Zu deiner vorsichtigen Entschuldigung, kein Problem. Ich glaube ich habe dich schon richtig verstanden. Ich bin auch nicht für vorschnelles Handeln. Bin auch eher zum Zahnarzt, um die Möglichkeit von Zahnproblemen auszuschließen. Dass sie so schnell fündig wird, habe ich selbst nicht vorher geglaubt.

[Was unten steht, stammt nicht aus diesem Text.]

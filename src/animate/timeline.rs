// This Source Code Form is subject to the terms of the Mozilla Public
// License, v. 2.0. If a copy of the MPL was not distributed with this
// file, You can obtain one at http://mozilla.org/MPL/2.0/.

//! Global timeline resolution.
//!
//! `begin` values may reference other animations (`foo.begin+1s`),
//! forming a potentially cyclic graph. The graph is resolved by a
//! bounded fixpoint over the stable animation-id space; references
//! still unresolved at the cap are dropped and warned about.

use std::collections::HashMap;

use svg2pptx_ir::animate::{Animation, Begin, BeginEvent, Repeat};

use super::ResolvedAnimation;
use crate::Diagnostics;

/// The fixpoint pass cap.
const RESOLUTION_PASS_LIMIT: usize = 256;

/// Resolves event-based begins and returns the animations with
/// absolute timing, plus the total timeline duration.
pub(crate) fn resolve(
    animations: &[Animation],
    diag: &mut Diagnostics,
) -> (Vec<ResolvedAnimation>, f64) {
    // id -> (begin, end), filled as begins resolve.
    let mut resolved: HashMap<&str, (f64, f64)> = HashMap::new();

    // Plain offsets resolve immediately.
    for animation in animations {
        if let Begin::Offset(offset) = animation.timing.begin {
            let begin = offset.max(0.0);
            resolved.insert(&animation.id, (begin, begin + active_duration(animation)));
        }
    }

    // Event-based begins resolve once their reference has resolved.
    // Each pass settles at least one animation or the set is stuck.
    for _ in 0..RESOLUTION_PASS_LIMIT {
        let mut changed = false;

        for animation in animations {
            if resolved.contains_key(animation.id.as_str()) {
                continue;
            }

            let (reference, event, offset) = match animation.timing.begin {
                Begin::Event {
                    ref reference,
                    event,
                    offset,
                } => (reference, event, offset),
                Begin::Offset(_) => continue,
            };

            if let Some(&(ref_begin, ref_end)) = resolved.get(reference.as_str()) {
                let base = match event {
                    BeginEvent::Begin => ref_begin,
                    BeginEvent::End => ref_end,
                };
                let begin = (base + offset).max(0.0);
                resolved.insert(&animation.id, (begin, begin + active_duration(animation)));
                changed = true;
            }
        }

        if !changed {
            break;
        }
    }

    let mut out = Vec::with_capacity(animations.len());
    let mut total: f64 = 0.0;

    for animation in animations {
        match resolved.get(animation.id.as_str()) {
            Some(&(begin, end)) => {
                total = total.max(end);
                out.push(ResolvedAnimation {
                    animation: animation.clone(),
                    begin,
                    end,
                });
            }
            None => {
                // Cyclic or dangling references end up here.
                diag.warn(format!(
                    "Animation '{}' has an unresolvable 'begin' reference. Dropped.",
                    animation.id
                ));
            }
        }
    }

    (out, total)
}

/// The active duration: the simple duration times the repeat count.
/// Indefinite repeats contribute one iteration to timeline bounds.
fn active_duration(animation: &Animation) -> f64 {
    let dur = animation.timing.dur.max(0.0);
    match animation.timing.repeat {
        Repeat::Finite(n) => dur * n.max(1) as f64,
        Repeat::Indefinite => dur,
    }
}

#[cfg(test)]
mod tests {
    use super::*;
    use svg2pptx_ir::animate::{AnimationKind, CalcMode, FillMode, Timing};

    fn animation(id: &str, begin: Begin, dur: f64) -> Animation {
        Animation {
            id: id.to_string(),
            target_id: "t".to_string(),
            kind: AnimationKind::Attribute("opacity".to_string()),
            values: vec!["0".to_string(), "1".to_string()],
            timing: Timing {
                begin,
                dur,
                repeat: Repeat::Finite(1),
                fill: FillMode::Remove,
            },
            key_times: None,
            key_splines: None,
            calc_mode: CalcMode::Linear,
        }
    }

    #[test]
    fn offsets_resolve_directly() {
        let mut diag = Diagnostics::default();
        let (resolved, total) = resolve(&[animation("a", Begin::Offset(1.0), 2.0)], &mut diag);
        assert_eq!(resolved.len(), 1);
        assert_eq!(resolved[0].begin, 1.0);
        assert_eq!(resolved[0].end, 3.0);
        assert_eq!(total, 3.0);
    }

    #[test]
    fn event_chain_resolves() {
        let mut diag = Diagnostics::default();
        let list = vec![
            animation("a", Begin::Offset(0.0), 1.0),
            animation(
                "b",
                Begin::Event {
                    reference: "a".to_string(),
                    event: BeginEvent::End,
                    offset: 0.5,
                },
                2.0,
            ),
            animation(
                "c",
                Begin::Event {
                    reference: "b".to_string(),
                    event: BeginEvent::Begin,
                    offset: 1.0,
                },
                1.0,
            ),
        ];

        let (resolved, total) = resolve(&list, &mut diag);
        assert_eq!(resolved.len(), 3);
        assert_eq!(resolved[1].begin, 1.5);
        assert_eq!(resolved[2].begin, 2.5);
        assert_eq!(total, 3.5);
        assert!(diag.is_empty());
    }

    #[test]
    fn cycles_are_broken() {
        let mut diag = Diagnostics::default();
        let list = vec![
            animation(
                "a",
                Begin::Event {
                    reference: "b".to_string(),
                    event: BeginEvent::Begin,
                    offset: 0.0,
                },
                1.0,
            ),
            animation(
                "b",
                Begin::Event {
                    reference: "a".to_string(),
                    event: BeginEvent::Begin,
                    offset: 0.0,
                },
                1.0,
            ),
        ];

        let (resolved, _) = resolve(&list, &mut diag);
        assert!(resolved.is_empty());
        assert_eq!(diag.messages().len(), 2);
    }

    #[test]
    fn repeat_extends_the_active_duration() {
        let mut list = vec![animation("a", Begin::Offset(0.0), 2.0)];
        list[0].timing.repeat = Repeat::Finite(3);

        let mut diag = Diagnostics::default();
        let (resolved, total) = resolve(&list, &mut diag);
        assert_eq!(resolved[0].end, 6.0);
        assert_eq!(total, 6.0);
    }
}
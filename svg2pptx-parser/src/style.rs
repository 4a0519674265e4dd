// This Source Code Form is subject to the terms of the Mozilla Public
// License, v. 2.0. If a copy of the MPL was not distributed with this
// file, You can obtain one at http://mozilla.org/MPL/2.0/.

//! Fill and stroke resolution against the inherited
//! presentation-attribute chain.

use svgtypes::Length;

use svg2pptx_ir::{Color, Fill, LineCap, LineJoin, MiterLimit, Opacity, Paint, Stroke, StrokeWidth};

use crate::converter::{Cache, State};
use crate::paint_server;
use crate::svgtree::{AId, Document, NodeId};
use crate::units;
use crate::Diagnostics;

pub(crate) fn resolve_fill(
    doc: &Document,
    node: NodeId,
    state: &State,
    cache: &mut Cache,
    diag: &mut Diagnostics,
) -> Option<Fill> {
    // The SVG default fill is black.
    let value = doc.find_attribute(node, AId::Fill).unwrap_or("black");

    let paint = resolve_paint(doc, node, value, state, cache, diag)?;
    let opacity = doc
        .find_attribute(node, AId::FillOpacity)
        .map(parse_opacity)
        .unwrap_or(Opacity::ONE);

    Some(Fill { paint, opacity })
}

pub(crate) fn resolve_stroke(
    doc: &Document,
    node: NodeId,
    state: &State,
    cache: &mut Cache,
    diag: &mut Diagnostics,
) -> Option<Stroke> {
    // The SVG default stroke is none.
    let value = doc.find_attribute(node, AId::Stroke)?;
    let paint = resolve_paint(doc, node, value, state, cache, diag)?;

    // An unusable width falls back to the initial value rather than
    // killing the stroke.
    let width = doc
        .find_attribute(node, AId::StrokeWidth)
        .and_then(|v| v.parse::<Length>().ok())
        .map(|l| units::convert_user_length(l, doc, node, AId::StrokeWidth, state))
        .and_then(StrokeWidth::new)
        .unwrap_or_default();

    let cap = match doc.find_attribute(node, AId::StrokeLinecap) {
        Some("round") => LineCap::Round,
        Some("square") => LineCap::Square,
        _ => LineCap::Butt,
    };

    let join = match doc.find_attribute(node, AId::StrokeLinejoin) {
        Some("round") => LineJoin::Round,
        Some("bevel") => LineJoin::Bevel,
        _ => LineJoin::Miter,
    };

    let miter_limit = doc
        .find_attribute(node, AId::StrokeMiterlimit)
        .and_then(|v| v.parse::<f64>().ok())
        .map(MiterLimit::new)
        .unwrap_or_default();

    let opacity = doc
        .find_attribute(node, AId::StrokeOpacity)
        .map(parse_opacity)
        .unwrap_or(Opacity::ONE);

    let dash_array = resolve_dasharray(doc, node, state);
    let dash_offset = doc
        .find_attribute(node, AId::StrokeDashoffset)
        .and_then(|v| v.parse::<Length>().ok())
        .map(|l| units::convert_user_length(l, doc, node, AId::StrokeDashoffset, state))
        .unwrap_or(0.0);

    Some(Stroke {
        paint,
        width,
        cap,
        join,
        miter_limit,
        dash_array,
        dash_offset,
        opacity,
    })
}

fn resolve_paint(
    doc: &Document,
    node: NodeId,
    value: &str,
    state: &State,
    cache: &mut Cache,
    diag: &mut Diagnostics,
) -> Option<Paint> {
    let paint = match svgtypes::Paint::from_str(value) {
        Ok(paint) => paint,
        Err(_) => {
            diag.warn(format!(
                "Element '{}' has an invalid paint value '{}'. Black is used.",
                doc.element_id(node),
                value
            ));
            return Some(Paint::Color(Color::black()));
        }
    };

    match paint {
        svgtypes::Paint::None => None,
        svgtypes::Paint::Inherit => {
            // `find_attribute` already resolved `inherit`; reaching here
            // means the chain had nothing, so fall back to black.
            Some(Paint::Color(Color::black()))
        }
        svgtypes::Paint::CurrentColor => {
            let color = doc
                .find_attribute(node, AId::Color)
                .and_then(|v| v.parse::<svgtypes::Color>().ok())
                .map(|c| Color::new_rgb(c.red, c.green, c.blue))
                .unwrap_or_else(Color::black);
            Some(Paint::Color(color))
        }
        svgtypes::Paint::Color(c) => Some(Paint::Color(Color::new_rgb(c.red, c.green, c.blue))),
        svgtypes::Paint::FuncIRI(iri, fallback) => {
            if let Some(paint) = paint_server::paint_by_id(doc, iri, state, cache, diag) {
                return Some(paint);
            }

            diag.warn(format!(
                "Element '{}' references a missing paint server '{}'.",
                doc.element_id(node),
                iri
            ));

            // A missing reference degrades to the fallback, then to black.
            match fallback {
                Some(svgtypes::PaintFallback::None) => None,
                Some(svgtypes::PaintFallback::CurrentColor) => {
                    let color = doc
                        .find_attribute(node, AId::Color)
                        .and_then(|v| v.parse::<svgtypes::Color>().ok())
                        .map(|c| Color::new_rgb(c.red, c.green, c.blue))
                        .unwrap_or_else(Color::black);
                    Some(Paint::Color(color))
                }
                Some(svgtypes::PaintFallback::Color(c)) => {
                    Some(Paint::Color(Color::new_rgb(c.red, c.green, c.blue)))
                }
                None => Some(Paint::Color(Color::black())),
            }
        }
        // Context paints and anything newer degrade to black.
        _ => Some(Paint::Color(Color::black())),
    }
}

fn resolve_dasharray(doc: &Document, node: NodeId, state: &State) -> Option<Vec<f64>> {
    let value = doc.find_attribute(node, AId::StrokeDasharray)?;
    if value == "none" {
        return None;
    }

    let mut list = Vec::new();
    for length in svgtypes::LengthListParser::from(value) {
        let length = length.ok()?;
        list.push(units::convert_user_length(
            length,
            doc,
            node,
            AId::StrokeDasharray,
            state,
        ));
    }

    if list.is_empty() || list.iter().any(|n| *n < 0.0) {
        return None;
    }

    // An odd list is repeated to yield an even one.
    if list.len() % 2 != 0 {
        let copy = list.clone();
        list.extend_from_slice(&copy);
    }

    if list.iter().sum::<f64>() == 0.0 {
        return None;
    }

    Some(list)
}

/// Parses an opacity value: a number or a percentage.
pub(crate) fn parse_opacity(value: &str) -> Opacity {
    let value = value.trim();
    let n = if let Some(p) = value.strip_suffix('%') {
        p.trim().parse::<f64>().map(|n| n / 100.0)
    } else {
        value.parse::<f64>()
    };

    n.map(Opacity::new).unwrap_or(Opacity::ONE)
}

/// Resolves the `opacity` attribute of the element itself.
pub(crate) fn resolve_element_opacity(doc: &Document, node: NodeId) -> Opacity {
    doc.attribute(node, AId::Opacity)
        .map(parse_opacity)
        .unwrap_or(Opacity::ONE)
}

#[cfg(test)]
mod tests {
    use super::*;

    #[test]
    fn opacity_forms() {
        assert_eq!(parse_opacity("0.5").get(), 0.5);
        assert_eq!(parse_opacity("50%").get(), 0.5);
        assert_eq!(parse_opacity("2").get(), 1.0);
        assert_eq!(parse_opacity("junk").get(), 1.0);
    }
}
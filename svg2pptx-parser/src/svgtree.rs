// This Source Code Form is subject to the terms of the Mozilla Public
// License, v. 2.0. If a copy of the MPL was not distributed with this
// file, You can obtain one at http://mozilla.org/MPL/2.0/.

//! A mutable, simplified SVG document model.
//!
//! Built from `roxmltree` with namespace prefixes stripped down to the
//! supported vocabulary. Mutable on purpose: the preprocessor rewrites
//! shapes into paths, folds transforms and drops identity wrappers
//! before IR construction.

use std::str::FromStr;

use crate::{Diagnostics, Error};

macro_rules! svg_enum {
    ($(#[$doc:meta])* $name:ident, $($string:pat => $variant:ident on $to:expr),+ $(,)?) => {
        $(#[$doc])*
        #[allow(missing_docs)]
        #[derive(Clone, Copy, PartialEq, Eq, Hash, Debug)]
        pub enum $name {
            $($variant),+
        }

        impl $name {
            /// Parses the value from a string.
            pub fn from_str(s: &str) -> Option<Self> {
                match s {
                    $($string => Some($name::$variant),)+
                    _ => None,
                }
            }

            /// Returns the SVG name of the value.
            pub fn to_str(self) -> &'static str {
                match self {
                    $($name::$variant => $to,)+
                }
            }
        }

        impl std::fmt::Display for $name {
            fn fmt(&self, f: &mut std::fmt::Formatter) -> std::fmt::Result {
                write!(f, "{}", self.to_str())
            }
        }
    };
}
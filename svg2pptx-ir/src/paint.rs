// This Source Code Form is subject to the terms of the Mozilla Public
// License, v. 2.0. If a copy of the MPL was not distributed with this
// file, You can obtain one at http://mozilla.org/MPL/2.0/.

use std::rc::Rc;

use crate::geom::{is_finite_positive, nearly_equal, Rect, Transform};

/// A 24-bit sRGB color.
///
/// Alpha never lives here; it travels separately as an [`Opacity`] so
/// color math and transparency stay independent.
#[derive(Clone, Copy, PartialEq, Debug)]
#[allow(missing_docs)]
pub struct Color {
    pub red: u8,
    pub green: u8,
    pub blue: u8,
}

impl Color {
    /// Builds a color from its channels.
    #[inline]
    pub fn new_rgb(red: u8, green: u8, blue: u8) -> Color {
        Color { red, green, blue }
    }

    /// Opaque black, the SVG default paint.
    #[inline]
    pub fn black() -> Color {
        Color::new_rgb(0, 0, 0)
    }

    /// Opaque white.
    #[inline]
    pub fn white() -> Color {
        Color::new_rgb(255, 255, 255)
    }

    /// Formats the color as an `RRGGBB` hex string, as used by DrawingML.
    pub fn to_hex(&self) -> String {
        format!("{:02X}{:02X}{:02X}", self.red, self.green, self.blue)
    }
}

/// A normalized alpha value.
///
/// Construction clamps into `0.0..=1.0`, so a stored opacity can be
/// multiplied and emitted without further range checks.
#[derive(Clone, Copy, Debug)]
pub struct Opacity(f64);

impl Opacity {
    /// Full coverage.
    pub const ONE: Opacity = Opacity(1.0);

    /// Clamps the input into the valid range; non-finite input maps
    /// to full coverage.
    #[inline]
    pub fn new(n: f64) -> Self {
        if n.is_finite() {
            Opacity(n.clamp(0.0, 1.0))
        } else {
            Opacity(1.0)
        }
    }

    /// Converts an 8-bit alpha channel.
    #[inline]
    pub fn new_u8(n: u8) -> Self {
        Opacity(n as f64 / 255.0)
    }

    /// The stored value.
    #[inline]
    pub fn get(&self) -> f64 {
        self.0
    }

    /// Whether the value rounds to full coverage.
    #[inline]
    pub fn is_opaque(&self) -> bool {
        nearly_equal(self.0, 1.0)
    }
}

impl Default for Opacity {
    #[inline]
    fn default() -> Self {
        Opacity::ONE
    }
}

impl PartialEq for Opacity {
    #[inline]
    fn eq(&self, other: &Self) -> bool {
        nearly_equal(self.0, other.0)
    }
}

impl std::ops::Mul for Opacity {
    type Output = Opacity;

    #[inline]
    fn mul(self, rhs: Opacity) -> Opacity {
        Opacity::new(self.0 * rhs.0)
    }
}

/// An alias to `Opacity`.
pub type StopOffset = Opacity;

/// The coordinate space a paint server or clip resolves against.
#[allow(missing_docs)]
#[derive(Clone, Copy, PartialEq, Debug)]
pub enum Units {
    UserSpaceOnUse,
    ObjectBoundingBox,
}

// No `Default` on purpose: which space is implied differs per element
// kind, so every construction site must pick one.

/// A spread method.
///
/// `spreadMethod` attribute in the SVG.
#[allow(missing_docs)]
#[derive(Clone, Copy, PartialEq, Debug)]
pub enum SpreadMethod {
    Pad,
    Reflect,
    Repeat,
}

impl Default for SpreadMethod {
    fn default() -> Self {
        Self::Pad
    }
}

/// One color stop of a gradient ramp.
#[derive(Clone, Copy, Debug)]
pub struct Stop {
    /// Position along the ramp, normalized to `0..=1`.
    pub offset: StopOffset,

    /// The stop color.
    pub color: Color,

    /// The stop's own transparency.
    pub opacity: Opacity,
}

/// The fields every gradient flavor carries.
#[derive(Clone, Debug)]
pub struct BaseGradient {
    /// The source element's id; used for diagnostics only.
    pub id: String,

    /// Coordinate system units.
    pub units: Units,

    /// Gradient transform.
    pub transform: Transform,

    /// Gradient spreading method.
    pub spread_method: SpreadMethod,

    /// A list of `stop` elements.
    ///
    /// Guaranteed to have at least two stops with monotonically
    /// non-decreasing offsets.
    pub stops: Vec<Stop>,
}

/// A linear gradient.
///
/// `linearGradient` element in SVG.
#[allow(missing_docs)]
#[derive(Clone, Debug)]
pub struct LinearGradient {
    /// Base gradient data.
    pub base: BaseGradient,

    pub x1: f64,
    pub y1: f64,
    pub x2: f64,
    pub y2: f64,
}

impl std::ops::Deref for LinearGradient {
    type Target = BaseGradient;

    fn deref(&self) -> &Self::Target {
        &self.base
    }
}

/// A radial gradient.
///
/// `radialGradient` element in SVG.
#[allow(missing_docs)]
#[derive(Clone, Debug)]
pub struct RadialGradient {
    /// Base gradient data.
    pub base: BaseGradient,

    pub cx: f64,
    pub cy: f64,
    pub r: f64,
    pub fx: f64,
    pub fy: f64,
}

impl std::ops::Deref for RadialGradient {
    type Target = BaseGradient;

    fn deref(&self) -> &Self::Target {
        &self.base
    }
}

/// A tile preset recovered from a pattern's content.
///
/// PowerPoint has no direct counterpart of SVG patterns, so pattern
/// children are classified into one of the supported tile kinds.
/// Unrecognized content degrades to a solid fill.
#[allow(missing_docs)]
#[derive(Clone, Copy, PartialEq, Debug)]
pub enum TileKind {
    HorizontalLines,
    VerticalLines,
    DiagonalLines,
    CrossHatch,
    Grid,
    Brick,
    Dots,
    Solid(Color),
}

/// A pattern element.
///
/// `pattern` element in SVG.
#[derive(Clone, Debug)]
pub struct Pattern {
    /// The source element's id; used for diagnostics only.
    pub id: String,

    /// Coordinate system units.
    pub units: Units,

    /// Pattern transform.
    pub transform: Transform,

    /// Pattern tile rectangle.
    pub rect: Rect,

    /// The classified tile content.
    pub tile: TileKind,

    /// Tile foreground color.
    pub color: Color,
}

/// A paint style.
#[allow(missing_docs)]
#[derive(Clone, Debug)]
pub enum Paint {
    Color(Color),
    LinearGradient(Rc<LinearGradient>),
    RadialGradient(Rc<RadialGradient>),
    Pattern(Rc<Pattern>),
}

impl Paint {
    /// The coordinate space of the backing paint server; plain colors
    /// have none.
    #[inline]
    pub fn units(&self) -> Option<Units> {
        match self {
            Self::Color(_) => None,
            Self::LinearGradient(ref lg) => Some(lg.units),
            Self::RadialGradient(ref rg) => Some(rg.units),
            Self::Pattern(ref patt) => Some(patt.units),
        }
    }
}

impl PartialEq for Paint {
    #[inline]
    fn eq(&self, other: &Self) -> bool {
        match (self, other) {
            (Self::Color(lc), Self::Color(rc)) => lc == rc,
            (Self::LinearGradient(ref lg1), Self::LinearGradient(ref lg2)) => Rc::ptr_eq(lg1, lg2),
            (Self::RadialGradient(ref rg1), Self::RadialGradient(ref rg2)) => Rc::ptr_eq(rg1, rg2),
            (Self::Pattern(ref p1), Self::Pattern(ref p2)) => Rc::ptr_eq(p1, p2),
            _ => false,
        }
    }
}

/// A fill style.
#[allow(missing_docs)]
#[derive(Clone, Debug)]
pub struct Fill {
    pub paint: Paint,
    pub opacity: Opacity,
}

impl Fill {
    /// Wraps a paint with full opacity.
    pub fn from_paint(paint: Paint) -> Self {
        Fill {
            paint,
            ..Fill::default()
        }
    }
}

impl Default for Fill {
    fn default() -> Self {
        // Black is what an unstyled SVG shape paints with.
        Fill {
            paint: Paint::Color(Color::black()),
            opacity: Opacity::ONE,
        }
    }
}

/// A stroke width.
///
/// The spec invariant: a stroke that exists has a usable width, so
/// zero, negative and non-finite candidates are rejected at the
/// boundary rather than carried around.
#[derive(Clone, Copy, Debug)]
pub struct StrokeWidth(f64);

impl StrokeWidth {
    /// Validates a candidate width.
    #[inline]
    pub fn new(n: f64) -> Option<Self> {
        if is_finite_positive(n) {
            Some(StrokeWidth(n))
        } else {
            None
        }
    }

    /// The width in user units.
    #[inline]
    pub fn get(&self) -> f64 {
        self.0
    }
}

impl Default for StrokeWidth {
    /// The SVG initial value of `stroke-width`.
    #[inline]
    fn default() -> Self {
        StrokeWidth(1.0)
    }
}

/// A miter limit.
///
/// SVG declares values below 1.0 erroneous; this type absorbs them by
/// clamping to the floor instead of failing, since a bad limit is not
/// worth dropping an element over.
#[derive(Clone, Copy, Debug)]
pub struct MiterLimit(f64);

impl MiterLimit {
    /// Clamps a candidate to the valid range.
    #[inline]
    pub fn new(n: f64) -> Self {
        if n.is_finite() && n > 1.0 {
            MiterLimit(n)
        } else {
            MiterLimit(1.0)
        }
    }

    /// The limit as a plain number.
    #[inline]
    pub fn get(&self) -> f64 {
        self.0
    }
}

impl Default for MiterLimit {
    /// The SVG initial value of `stroke-miterlimit`.
    #[inline]
    fn default() -> Self {
        MiterLimit(4.0)
    }
}

/// How open stroke ends are finished.
///
/// `stroke-linecap` attribute in the SVG; `butt` is the initial value.
#[allow(missing_docs)]
#[derive(Clone, Copy, PartialEq, Debug)]
pub enum LineCap {
    Butt,
    Round,
    Square,
}

impl Default for LineCap {
    fn default() -> Self {
        Self::Butt
    }
}

/// How stroke segments are joined.
///
/// `stroke-linejoin` attribute in the SVG; `miter` is the initial value.
#[allow(missing_docs)]
#[derive(Clone, Copy, PartialEq, Debug)]
pub enum LineJoin {
    Miter,
    Round,
    Bevel,
}

impl Default for LineJoin {
    fn default() -> Self {
        Self::Miter
    }
}

/// A fully resolved stroke.
///
/// Only built when the element actually strokes; there is no default
/// instance, because "no stroke" is `Option::None` at the use sites.
#[allow(missing_docs)]
#[derive(Clone, Debug)]
pub struct Stroke {
    pub paint: Paint,
    pub width: StrokeWidth,
    pub cap: LineCap,
    pub join: LineJoin,
    pub miter_limit: MiterLimit,
    pub dash_array: Option<Vec<f64>>,
    pub dash_offset: f64,
    pub opacity: Opacity,
}

#[cfg(test)]
mod tests {
    use super::*;

    #[test]
    fn opacity_is_clamped() {
        assert_eq!(Opacity::new(1.5).get(), 1.0);
        assert_eq!(Opacity::new(-0.5).get(), 0.0);
        assert_eq!(Opacity::new(f64::NAN).get(), 1.0);
    }

    #[test]
    fn color_hex() {
        assert_eq!(Color::new_rgb(0x00, 0x66, 0xCC).to_hex(), "0066CC");
        assert_eq!(Color::black().to_hex(), "000000");
    }

    #[test]
    fn stroke_width_rejects_bad_input() {
        assert!(StrokeWidth::new(0.0).is_none());
        assert!(StrokeWidth::new(-2.0).is_none());
        assert!(StrokeWidth::new(f64::NAN).is_none());
        assert_eq!(StrokeWidth::new(2.5).unwrap().get(), 2.5);
        assert_eq!(StrokeWidth::default().get(), 1.0);
    }

    #[test]
    fn miter_limit_floor() {
        assert_eq!(MiterLimit::new(0.5).get(), 1.0);
        assert_eq!(MiterLimit::new(f64::NAN).get(), 1.0);
        assert_eq!(MiterLimit::new(10.0).get(), 10.0);
    }
}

Also bei mir wurde der Zahn ja drinnen gelassen und von oben in die drei Nervenkanäle durch die Krone hinunter gebort. Nachdem die kaputten Nerven mit irgendwelchen Nadeln entfernt waren, hat sie anibiotisches entzündungshemmendes Medikament mit einer Spritze in die Nervenkanäle gefüllt, und dann provisorisch geschlossen. Ich muss jetzt am Montag nochmal kommen zum nachschauen. Da macht sie es nochmal auf und dann wieder zu. Erst in 14 Tagen, wenn Ruhe wäre, macht sie es endgültig wieder zu.
Heute nacht konnte ich super schlafen und habe kein Fieber mehr. Gegen Morgen nahm ich eine 400 Ibuprofen gegen die örtlichen Schmerzen von der Behandlung (was sie mir auch vorher empfohlen hatte) und habe mal herzhaft gefrühstückt.
So gegnug zu diesem grausligen Thema.